Mais au vu de la robustesse des réseaux commerciaux nord-coréens,
il faudrait que la Chine et la Russie interdisent officiellement tout commerce
à travers leurs frontières respectives et qu’elles organisent des patrouilles
tout du long de ces frontières (et notamment dans les montagnes) afin de faire
cesser les activités des contrebandiers –tout en patrouillant dans leurs eaux
territoriales afin de s’assurer que des navires n’entrent ni ne sortent de
Corée du Nord avec des cargaisons. Pour faire court, il faudrait un embargo.

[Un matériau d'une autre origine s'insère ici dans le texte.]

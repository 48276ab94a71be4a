//! Configuration loading and validation for the gateway.
//!
//! All values are read from environment variables at startup. The process will
//! exit with a clear error message if any required variable is missing or invalid.

use anyhow::{Context, Result};
use serde::Deserialize;

/// Validated gateway configuration.
#[derive(Debug, Clone, Deserialize)]
pub struct Config {
    /// Secret embedded in every shielded token. **Required.**
    pub shared_secret: String,

    /// Passphrase the token cipher key is derived from. **Required.**
    pub token_passphrase: String,

    /// Port the HTTP server listens on.
    #[serde(default = "default_listen_port")]
    pub listen_port: u16,

    /// HTTP header carrying the active domain.
    #[serde(default = "default_domain_header")]
    pub domain_header_name: String,

    /// Page size for listing endpoints when `itemsPerPage` is absent.
    #[serde(default = "default_items_per_page")]
    pub default_items_per_page: u64,

    /// Start with maintenance mode active.
    #[serde(default)]
    pub maintenance_mode: bool,

    /// OTLP endpoint for trace export; tracing stays local when unset.
    #[serde(default)]
    pub otel_exporter_otlp_endpoint: Option<String>,

    /// Tracing log level (e.g. `"info"`, `"debug"`).
    #[serde(default = "default_log_level")]
    pub log_level: String,
}

fn default_listen_port() -> u16 {
    8080
}
fn default_domain_header() -> String {
    "X-Agora-Domain".into()
}
fn default_items_per_page() -> u64 {
    10
}
fn default_log_level() -> String {
    "info".into()
}

impl Config {
    /// Load and validate configuration from environment variables.
    ///
    /// # Errors
    ///
    /// Returns an error if any required variable is absent or cannot be parsed.
    pub fn from_env() -> Result<Self> {
        let cfg = config::Config::builder()
            .add_source(config::Environment::default())
            .build()
            .context("failed to build configuration from environment")?;

        let c: Config = cfg
            .try_deserialize()
            .context("failed to deserialise configuration")?;

        c.validate()?;
        Ok(c)
    }

    /// Validate all fields, returning a descriptive error on the first failure.
    fn validate(&self) -> Result<()> {
        ensure_non_empty(&self.shared_secret, "SHARED_SECRET")?;
        ensure_non_empty(&self.token_passphrase, "TOKEN_PASSPHRASE")?;
        ensure_non_empty(&self.domain_header_name, "DOMAIN_HEADER_NAME")?;

        if self.default_items_per_page == 0 {
            anyhow::bail!("DEFAULT_ITEMS_PER_PAGE must be > 0");
        }
        Ok(())
    }
}

fn ensure_non_empty(value: &str, name: &str) -> Result<()> {
    if value.trim().is_empty() {
        anyhow::bail!("{name} is required and must not be empty");
    }
    Ok(())
}
//! Startup configuration errors.
//!
//! Everything recoverable at runtime (cooldown, exhausted pool, disabled weapons)
//! is a plain return value. Only broken configuration is an error, and it is
//! fatal: startup systems return it through Bevy's `Result` and the default
//! error handler aborts.

use std::fmt;

use crate::plugins::projectiles::components::PoolKind;

#[derive(Debug, Clone, PartialEq)]
pub enum ConfigurationError {
    /// A pool was configured with zero slots.
    ZeroCapacity { kind: PoolKind },
    /// A pool was initialized without an entity factory.
    MissingFactory { kind: PoolKind },
    /// `critical` must be strictly below `damaged`.
    InvertedHealthThresholds { damaged: f32, critical: f32 },
    /// Cooldowns and lifetimes are durations; a negative one is meaningless.
    NegativeInterval { name: &'static str, value: f64 },
    /// A repeat interval must be a positive, finite number of seconds.
    NonPositiveInterval { name: &'static str, value: f64 },
    /// NaN or infinity where a finite number is required.
    NonFinite { name: &'static str, value: f32 },
    /// A missile that cannot turn can never home.
    NonPositiveTurnRate { value: f32 },
}

impl fmt::Display for ConfigurationError {
    fn fmt(&self, f: &mut fmt::Formatter<'_>) -> fmt::Result {
        match self {
            Self::ZeroCapacity { kind } => {
                write!(f, "{} pool capacity must be greater than zero", kind.name())
            }
            Self::MissingFactory { kind } => {
                write!(f, "{} pool has no entity factory", kind.name())
            }
            Self::InvertedHealthThresholds { damaged, critical } => write!(
                f,
                "critical health threshold ({critical}) must be below damaged threshold ({damaged})"
            ),
            Self::NegativeInterval { name, value } => {
                write!(f, "{name} must not be negative (got {value})")
            }
            Self::NonPositiveInterval { name, value } => {
                write!(f, "{name} must be positive and finite (got {value})")
            }
            Self::NonFinite { name, value } => {
                write!(f, "{name} must be finite (got {value})")
            }
            Self::NonPositiveTurnRate { value } => {
                write!(f, "missile turn rate limit must be positive (got {value})")
            }
        }
    }
}

impl std::error::Error for ConfigurationError {}

#[cfg(test)]
mod tests {
    use super::*;

    #[test]
    fn display_names_the_offending_pool() {
        let err = ConfigurationError::ZeroCapacity { kind: PoolKind::Bomb };
        assert_eq!(err.to_string(), "bomb pool capacity must be greater than zero");
    }

    #[test]
    fn display_reports_both_thresholds() {
        let err = ConfigurationError::InvertedHealthThresholds { damaged: 20.0, critical: 40.0 };
        let msg = err.to_string();
        assert!(msg.contains("40"));
        assert!(msg.contains("20"));
    }
}
//! Collision layers.

use avian2d::prelude::*;

#[derive(PhysicsLayer, Default, Clone, Copy, Debug, PartialEq, Eq)]
pub enum Layer {
    #[default]
    Default,
    World,
    Player,
    Enemy,
    PlayerProjectile,
    /// Spent shell casings: bounce off the world, never hit vehicles.
    Debris,
}
//! Library entry point.
//!
//! Integration tests in `tests/` are compiled as separate crates.
//! A `lib.rs` gives them a stable public API surface to import.

pub mod game;
pub mod common;
pub mod plugins;
//! Arena plugin: boundary walls and cover blocks.
//!
//! Everything here sits on the `World` layer. Projectiles that reach it stop and
//! go back to their pool; casings bounce off it.

use avian2d::prelude::*;
use bevy::prelude::*;
use bevy::state::state_scoped::DespawnOnExit;

use crate::common::layers::Layer;
use crate::common::state::GameState;

pub const HALF_W: f32 = 1024.0;
pub const HALF_H: f32 = 576.0;
const WALL_THICKNESS: f32 = 30.0;

/// Cover blocks: (centre, size).
const COVER: [(Vec2, Vec2); 4] = [
    (Vec2::new(-420.0, -40.0), Vec2::new(90.0, 30.0)),
    (Vec2::new(420.0, -40.0), Vec2::new(90.0, 30.0)),
    (Vec2::new(-160.0, 60.0), Vec2::new(30.0, 110.0)),
    (Vec2::new(160.0, 60.0), Vec2::new(30.0, 110.0)),
];

pub fn plugin(app: &mut App) {
    app.add_systems(OnEnter(GameState::InGame), spawn_arena);
}

fn arena_blocks() -> impl Iterator<Item = (String, Vec2, Vec2)> {
    let t = WALL_THICKNESS;
    let walls = [
        ("WallTop", Vec2::new(0.0, HALF_H + t * 0.5), Vec2::new(HALF_W * 2.0 + t * 2.0, t)),
        ("WallBottom", Vec2::new(0.0, -HALF_H - t * 0.5), Vec2::new(HALF_W * 2.0 + t * 2.0, t)),
        ("WallLeft", Vec2::new(-HALF_W - t * 0.5, 0.0), Vec2::new(t, HALF_H * 2.0)),
        ("WallRight", Vec2::new(HALF_W + t * 0.5, 0.0), Vec2::new(t, HALF_H * 2.0)),
    ]
    .into_iter()
    .map(|(name, pos, size)| (name.to_string(), pos, size));

    let cover = COVER
        .into_iter()
        .enumerate()
        .map(|(i, (pos, size))| (format!("Cover{i}"), pos, size));

    walls.chain(cover)
}

fn spawn_arena(mut commands: Commands) {
    let layers = CollisionLayers::new(
        Layer::World,
        [Layer::Player, Layer::Enemy, Layer::PlayerProjectile, Layer::Debris],
    );

    for (name, pos, size) in arena_blocks() {
        commands.spawn((
            Name::new(name),
            Sprite {
                color: Color::srgb(0.25, 0.27, 0.33),
                custom_size: Some(size),
                ..default()
            },
            Transform::from_translation(pos.extend(0.0)),
            RigidBody::Static,
            Collider::rectangle(size.x, size.y),
            layers,
            DespawnOnExit(GameState::InGame),
        ));
    }
}
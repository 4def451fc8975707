//! Core plugin: shared resources, the fixed tick and global settings.

use bevy::prelude::*;

use crate::common::rng::SimRng;
use crate::common::state;
use crate::common::tunables::Tunables;

/// Simulation tick rate.
pub const TICK_HZ: f64 = 60.0;

pub fn plugin(app: &mut App) {
    app.init_resource::<Tunables>();
    let seed = app.world().resource::<Tunables>().rng_seed;

    app.insert_resource(SimRng::new(seed));
    app.insert_resource(Time::<Fixed>::from_hz(TICK_HZ));
    app.insert_resource(ClearColor(Color::srgb(0.05, 0.05, 0.07)));

    state::plugin(app);
}
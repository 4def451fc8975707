//! Test helpers.
//!
//! Systems that use `Commands` enqueue structural changes; we call `world.flush()`
//! after running so queued commands are applied before assertions.

use std::time::Duration;

use bevy::ecs::system::{IntoSystem, RunSystemOnce};
use bevy::prelude::*;

/// Run a system once on the given world, then flush deferred commands.
/// Returns the system output.
pub fn run_system_once<T, Out, Marker>(world: &mut World, system: T) -> Out
where
    T: IntoSystem<(), Out, Marker>,
{
    let out = world.run_system_once(system).expect("system run failed");
    world.flush();
    out
}

/// Put the generic clock at `secs` elapsed (inserting it if missing).
///
/// Simulation systems read `Res<Time>`, which is what `FixedUpdate` exposes.
pub fn set_clock(world: &mut World, secs: f64) {
    if world.get_resource::<Time>().is_none() {
        world.insert_resource(Time::<()>::default());
    }
    world.resource_mut::<Time>().advance_to(Duration::from_secs_f64(secs));
}
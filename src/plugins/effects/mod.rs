//! Effect requests: the boundary between gameplay and presentation.
//!
//! Gameplay never touches audio clips or particle systems. It writes
//! `EffectRequest` messages (fire-and-forget) and whatever presentation is
//! installed consumes them:
//! - `log_effect_requests` (always on) traces every request,
//! - `visuals` turns visual requests into short-lived sprites and smoke puffs,
//! - the lighting plugin flashes the muzzle light (render-only).
//!
//! Delayed and looping cues are not coroutines: they are `ScheduledEffects`
//! entries with a due timestamp, released by the fixed tick.

use bevy::prelude::*;

use crate::common::state::{GameState, SimSet};
use crate::common::tunables::Tunables;
use crate::plugins::damage::smoke::SmokeTier;

pub mod visuals;

#[derive(Clone, Copy, Debug, PartialEq, Eq, Hash)]
pub enum AudioCue {
    GunShot,
    ShellClink,
    BombRelease,
    MissileLaunch,
    Explosion,
    Impact,
    RadioChatter,
}

#[derive(Clone, Copy, Debug, PartialEq, Eq, Hash)]
pub enum VisualKind {
    Impact,
    Explosion,
    SelfDestruct,
}

#[derive(Message, Clone, Copy, Debug, PartialEq)]
pub enum EffectRequest {
    MuzzleFlash {
        position: Vec2,
        direction: Vec2,
    },
    ShellEject {
        position: Vec2,
        direction: Vec2,
        speed: f32,
        torque: f32,
    },
    Audio(AudioCue),
    SpawnVisual {
        kind: VisualKind,
        position: Vec2,
        rotation: f32,
    },
    /// Stop the `from` smoke effect on `entity` and start the `to` one.
    Smoke {
        entity: Entity,
        from: SmokeTier,
        to: SmokeTier,
    },
}

#[derive(Debug, Clone, Copy, PartialEq)]
pub struct ScheduledEffect {
    pub due: f64,
    pub request: EffectRequest,
    pub repeat: Option<f64>,
}

/// Pending effects keyed by due time (simulation seconds).
#[derive(Resource, Debug, Default)]
pub struct ScheduledEffects {
    entries: Vec<ScheduledEffect>,
}

impl ScheduledEffects {
    pub fn schedule(&mut self, due: f64, request: EffectRequest) {
        self.entries.push(ScheduledEffect { due, request, repeat: None });
    }

    /// Emit `request` at `first_due` and then every `interval` seconds.
    pub fn schedule_repeating(&mut self, first_due: f64, interval: f64, request: EffectRequest) {
        if !(interval > 0.0 && interval.is_finite()) {
            warn!("repeating effect {request:?} has invalid interval {interval}s; firing once");
            self.schedule(first_due, request);
            return;
        }
        self.entries.push(ScheduledEffect {
            due: first_due,
            request,
            repeat: Some(interval),
        });
    }

    pub fn len(&self) -> usize {
        self.entries.len()
    }

    pub fn is_empty(&self) -> bool {
        self.entries.is_empty()
    }

    /// Emit every entry due at `now`.
    ///
    /// A repeating entry fires at most once per call; if the clock jumped over
    /// several intervals it is rescheduled past `now` without replaying the gap.
    /// The next due time is computed in one step, so a tiny interval or a large
    /// clock jump costs the same as a single interval.
    pub fn release_due(&mut self, now: f64, mut emit: impl FnMut(EffectRequest)) {
        self.entries.retain_mut(|entry| {
            if entry.due > now {
                return true;
            }
            emit(entry.request);
            match entry.repeat {
                Some(interval) => {
                    let skipped = ((now - entry.due) / interval).floor() + 1.0;
                    entry.due += interval * skipped;
                    // Interval below the clock's resolution at `now`.
                    if entry.due <= now {
                        entry.due = now + interval;
                    }
                    true
                }
                None => false,
            }
        });
    }
}

pub fn plugin(app: &mut App) {
    app.add_message::<EffectRequest>()
        .init_resource::<ScheduledEffects>()
        .add_systems(OnEnter(GameState::InGame), schedule_radio_chatter)
        .add_systems(FixedUpdate, dispatch_scheduled_effects.in_set(SimSet::Schedule))
        .add_systems(PostUpdate, log_effect_requests);

    visuals::plugin(app);
}

fn schedule_radio_chatter(
    time: Res<Time>,
    tunables: Res<Tunables>,
    mut scheduled: ResMut<ScheduledEffects>,
) {
    let Some(interval) = tunables.radio_interval else {
        return;
    };
    let now = time.elapsed_secs_f64();
    scheduled.schedule_repeating(now + interval, interval, EffectRequest::Audio(AudioCue::RadioChatter));
}

pub fn dispatch_scheduled_effects(
    time: Res<Time>,
    mut scheduled: ResMut<ScheduledEffects>,
    mut writer: MessageWriter<EffectRequest>,
) {
    let now = time.elapsed_secs_f64();
    scheduled.release_due(now, |request| {
        writer.write(request);
    });
}

/// The always-installed sink: trace every request.
pub fn log_effect_requests(mut reader: MessageReader<EffectRequest>) {
    for request in reader.read() {
        debug!("effect: {request:?}");
    }
}
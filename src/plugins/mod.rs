//! Feature plugins.

use bevy::prelude::*;

use crate::plugins::projectiles::ProjectilesPlugin;

pub mod core;
pub mod damage;
pub mod effects;
pub mod enemies;
pub mod physics;
pub mod player;
pub mod projectiles;
pub mod weapons;
pub mod world;

// Render-only
pub mod camera;
pub mod lighting;

/// Register gameplay plugins that work in headless tests.
pub fn register_gameplay(app: &mut App) {
    core::plugin(app);
    physics::plugin(app);
    world::plugin(app);
    effects::plugin(app);
    weapons::plugin(app);
    player::plugin(app);
    enemies::plugin(app);
    app.add_plugins(ProjectilesPlugin);
}

/// Register render-only plugins (requires DefaultPlugins / render infra).
pub fn register_render(app: &mut App) {
    lighting::plugin(app);
    camera::plugin(app);
}

/// Register all plugins (full app).
pub fn register_all(app: &mut App) {
    register_gameplay(app);
    register_render(app);
}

Si la Chine n’est jamais allée
aussi loin dans ses sanctions contre la Corée du Nord, son objectif en les
adoptant n’est évidemment pas de provoquer l’effondrement de la Corée du Nord
mais de lui signifier son mécontentement et de contraindre Pyongyang à revenir
à la table des négociations. Au cours de notre enquête, nous avons pu constater
que tant les commerçants que les représentants des autorités chinoises de la
zone frontalière ne nourrissaient pas de bons sentiments à l’égard de la Corée
du Nord. Mais leur avis compte bien peu à Pékin. Couper vraiment la Corée du
Nord du reste du monde nécessiterait un changement complet de la stratégie
chinoise, un changement qui, pour l’instant, semble peu probable.